Logo Questions Linux Laravel Mysql Ubuntu Git Menu
 

Why does my UTF8 data from my mod_perl application still get garbled in the web browser?

Before I begin, I would like to highlight the structure of what I am working with.

  1. There is a text file from which a specific text is taken. The file is encoded in utf-8
  2. Perl takes the file and prints it into a page. Everything is displayed as it should be. Perl is set to use utf-8
  3. The web page Perl generates has the following header <meta content="text/html;charset=utf-8" http-equiv="content-type"/>. Hence it is utf-8
  4. After the first load, everything is loaded dynamically via jQuery/AJAX. By flipping through pages, it is possible to load the exact same text, only this time it is loaded by JavaScript. The Request has following header Content-Type: application/x-www-form-urlencoded; charset=UTF-8
  5. The Perl handler which processes the AJAX Request on the Backend delivers contents in utf-8
  6. The AJAX Handler calls up a function in our custom Framework.
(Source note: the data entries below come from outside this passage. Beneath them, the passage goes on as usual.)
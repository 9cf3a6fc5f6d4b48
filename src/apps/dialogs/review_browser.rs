use super::DialogContent;
use crate::helpers::AppState;

/// Read-only browser over completed tests: a summary table on top and the
/// per-question breakdown of the selected row underneath.
#[derive(Default)]
pub struct ReviewBrowser {
    selected: Option<usize>,
}

impl ReviewBrowser {
    fn table_ui(&mut self, ui: &mut egui::Ui, state: &AppState) {
        use egui_extras::{Column, TableBuilder};

        let text_height = egui::TextStyle::Body.resolve(ui.style()).size;

        TableBuilder::new(ui)
            .cell_layout(egui::Layout::left_to_right(egui::Align::Center))
            .column(Column::initial(120.0).at_least(60.0))
            .column(Column::initial(140.0).at_least(80.0))
            .column(Column::remainder())
            .min_scrolled_height(0.0)
            .header(20.0, |mut header| {
                header.col(|ui| {
                    ui.strong("Test");
                });
                header.col(|ui| {
                    ui.strong("Taken");
                });
                header.col(|ui| {
                    ui.strong("Score");
                });
            })
            .body(|mut body| {
                for (i, completed) in state.completed.iter().enumerate() {
                    body.row(text_height, |mut row| {
                        row.col(|ui| {
                            let picked = self.selected == Some(i);
                            if ui.selectable_label(picked, &completed.test_name).clicked() {
                                self.selected = Some(i);
                            }
                        });
                        row.col(|ui| {
                            ui.label(completed.taken.format("%Y-%m-%d %H:%M").to_string());
                        });
                        row.col(|ui| {
                            ui.label(format!(
                                "{}/{} ({}%)",
                                completed.correct(),
                                completed.total(),
                                completed.percent()
                            ));
                        });
                    });
                }
            });
    }
}

impl DialogContent for ReviewBrowser {
    fn title(&self) -> &'static str {
        "Review Completed Tests"
    }

    fn ui(&mut self, ui: &mut egui::Ui, state: &mut AppState) -> bool {
        let mut keep_open = true;

        if state.completed.is_empty() {
            ui.label("No completed tests yet.");
        } else {
            self.table_ui(ui, state);
            if let Some(completed) = self.selected.and_then(|i| state.completed.get(i)) {
                ui.separator();
                for record in &completed.records {
                    let mark = if record.correct { "✔" } else { "✘" };
                    ui.label(format!("{} {} (answered {})", mark, record.prompt, record.given));
                }
            }
        }

        ui.separator();
        if ui.button("Close").clicked() {
            keep_open = false;
        }

        keep_open
    }
}
use crate::helpers::backend::{ApiError, Profile, QuizApi};
use std::fmt::{self, Display, Formatter};

#[derive(Debug, Default, PartialEq, Eq, Hash, Copy, Clone)]
pub enum PageId {
    #[default]
    Login,
    Register,
    Dashboard,
    Profile,
    QuizMenu,
}

impl Display for PageId {
    fn fmt(&self, f: &mut Formatter<'_>) -> fmt::Result {
        match self {
            PageId::Login => write!(f, "Login"),
            PageId::Register => write!(f, "Register"),
            PageId::Dashboard => write!(f, "Dashboard"),
            PageId::Profile => write!(f, "Profile"),
            PageId::QuizMenu => write!(f, "Quiz Menu"),
        }
    }
}

/// The logged-in identity. Set by the login/register success handlers,
/// cleared whenever the application returns to the login page. Only ever
/// touched from the UI thread.
#[derive(Debug, Clone, Default, PartialEq)]
pub struct Session {
    user: Option<String>,
}

impl Session {
    pub fn log_in(&mut self, username: &str) {
        self.user = Some(username.to_string());
    }

    pub fn clear(&mut self) {
        self.user = None;
    }

    pub fn username(&self) -> Option<&str> {
        self.user.as_deref()
    }

    pub fn is_logged_in(&self) -> bool {
        self.user.is_some()
    }
}

/// Everything the router wants shown to the user. The UI layer turns these
/// into toasts; the router itself never touches a widget.
#[derive(Debug, Clone, PartialEq)]
pub enum Notice {
    Info(String),
    Warning(String),
    Error(String),
}

/// Input events the pages emit. Each maps to exactly one handler in
/// [`Router::handle`].
#[derive(Debug, Clone, PartialEq)]
pub enum NavEvent {
    ShowLogin,
    ShowRegister,
    ShowDashboard,
    ShowProfile,
    ShowQuizMenu,
    LoginSubmitted {
        username: String,
        password: String,
    },
    RegisterSubmitted {
        username: String,
        email: String,
        password: String,
    },
    Logout,
}

/// Page-stack controller: exactly one page is current at any time, and the
/// window title always describes it. Transitions are unconditional except
/// for the pages that require a session, and profile entry, which must
/// fetch the profile before switching.
pub struct Router {
    page: PageId,
    title: String,
    session: Session,
    profile: Option<Profile>,
}

impl Default for Router {
    fn default() -> Self {
        let session = Session::default();
        Self {
            page: PageId::Login,
            title: title_for(PageId::Login, &session),
            session,
            profile: None,
        }
    }
}

impl Router {
    pub fn page(&self) -> PageId {
        self.page
    }

    pub fn title(&self) -> &str {
        &self.title
    }

    pub fn session(&self) -> &Session {
        &self.session
    }

    /// The most recently fetched profile, kept while the session lasts.
    pub fn profile(&self) -> Option<&Profile> {
        self.profile.as_ref()
    }

    pub fn handle(&mut self, event: NavEvent, api: &dyn QuizApi) -> Vec<Notice> {
        log::debug!("Navigation event: {:?}", event);
        let mut notices = Vec::new();
        match event {
            NavEvent::ShowLogin | NavEvent::Logout => self.show_login(),
            NavEvent::ShowRegister => self.show_register(),
            NavEvent::ShowDashboard => self.show_member_page(PageId::Dashboard, &mut notices),
            NavEvent::ShowQuizMenu => self.show_member_page(PageId::QuizMenu, &mut notices),
            NavEvent::ShowProfile => self.show_profile(api, &mut notices),
            NavEvent::LoginSubmitted { username, password } => {
                self.submit_login(&username, &password, api, &mut notices)
            }
            NavEvent::RegisterSubmitted {
                username,
                email,
                password,
            } => self.submit_register(&username, &email, &password, api, &mut notices),
        }
        notices
    }

    fn enter(&mut self, page: PageId) {
        self.page = page;
        self.title = title_for(page, &self.session);
        log::debug!("Now showing the {} page", page);
    }

    /// Returning to login drops the identity and anything fetched under it.
    fn show_login(&mut self) {
        self.session.clear();
        self.profile = None;
        self.enter(PageId::Login);
    }

    /// The register page is part of the anonymous flow; a session never
    /// survives entering it.
    fn show_register(&mut self) {
        self.session.clear();
        self.profile = None;
        self.enter(PageId::Register);
    }

    /// Pages only meaningful with a logged-in user.
    fn show_member_page(&mut self, page: PageId, notices: &mut Vec<Notice>) {
        if !self.session.is_logged_in() {
            log::warn!("{} requested with no session", page);
            notices.push(Notice::Warning("Please log in first.".to_string()));
            self.show_login();
            return;
        }
        self.enter(page);
    }

    /// Profile entry is guarded: fetch first, switch only on success.
    fn show_profile(&mut self, api: &dyn QuizApi, notices: &mut Vec<Notice>) {
        let username = match self.session.username() {
            Some(user) => user.to_string(),
            None => {
                log::warn!("Profile requested with no session");
                notices.push(Notice::Warning("Please log in first.".to_string()));
                self.show_login();
                return;
            }
        };

        match api.fetch_profile(&username) {
            Ok(profile) => {
                self.profile = Some(profile);
                self.enter(PageId::Profile);
            }
            Err(e) => {
                log::warn!("Profile fetch failed: {}", e);
                notices.push(notice_for(&e));
            }
        }
    }

    fn submit_login(
        &mut self,
        username: &str,
        password: &str,
        api: &dyn QuizApi,
        notices: &mut Vec<Notice>,
    ) {
        match api.login(username, password) {
            Ok(ok) => {
                log::info!("Logged in as {}", ok.username);
                self.session.log_in(&ok.username);
                notices.push(Notice::Info(ok.message));
                self.enter(PageId::Dashboard);
            }
            Err(e) => {
                log::warn!("Login failed: {}", e);
                notices.push(notice_for(&e));
            }
        }
    }

    fn submit_register(
        &mut self,
        username: &str,
        email: &str,
        password: &str,
        api: &dyn QuizApi,
        notices: &mut Vec<Notice>,
    ) {
        match api.register(username, email, password) {
            Ok(ok) => {
                log::info!("Registered as {}", ok.username);
                self.session.log_in(&ok.username);
                notices.push(Notice::Info(ok.message));
                self.enter(PageId::Dashboard);
            }
            Err(e) => {
                log::warn!("Registration failed: {}", e);
                notices.push(notice_for(&e));
            }
        }
    }
}

/// Server rejections are something the user can usually fix, so they come
/// through as warnings; everything else is an error.
fn notice_for(error: &ApiError) -> Notice {
    match error {
        ApiError::Server { .. } => Notice::Warning(error.to_string()),
        _ => Notice::Error(error.to_string()),
    }
}

fn title_for(page: PageId, session: &Session) -> String {
    match page {
        PageId::Login => "QuizSmith Login".to_string(),
        PageId::Register => "QuizSmith Registration".to_string(),
        PageId::Dashboard => match session.username() {
            Some(user) => format!("QuizSmith Dashboard - {}", user),
            None => "QuizSmith Dashboard".to_string(),
        },
        PageId::Profile => match session.username() {
            Some(user) => format!("Profile of {}", user),
            None => "Profile".to_string(),
        },
        PageId::QuizMenu => "Quiz Main Menu".to_string(),
    }
}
Before the Framework prints out the text, it is displayed correctly as "üöä". After being sent to the AJAX Handler, it reads "x{c3}\x{b6}\x{c3}\x{a4}\x{c3}\x{bc}" which is the utf-8 representation of "üöä".
  7. After the AJAX Handler delivers its package to the client as JSON, the webpage prints the following: "öäü".
  8. The JS and Perl files themselves are saved in utf-8 (default setting in Eclipse)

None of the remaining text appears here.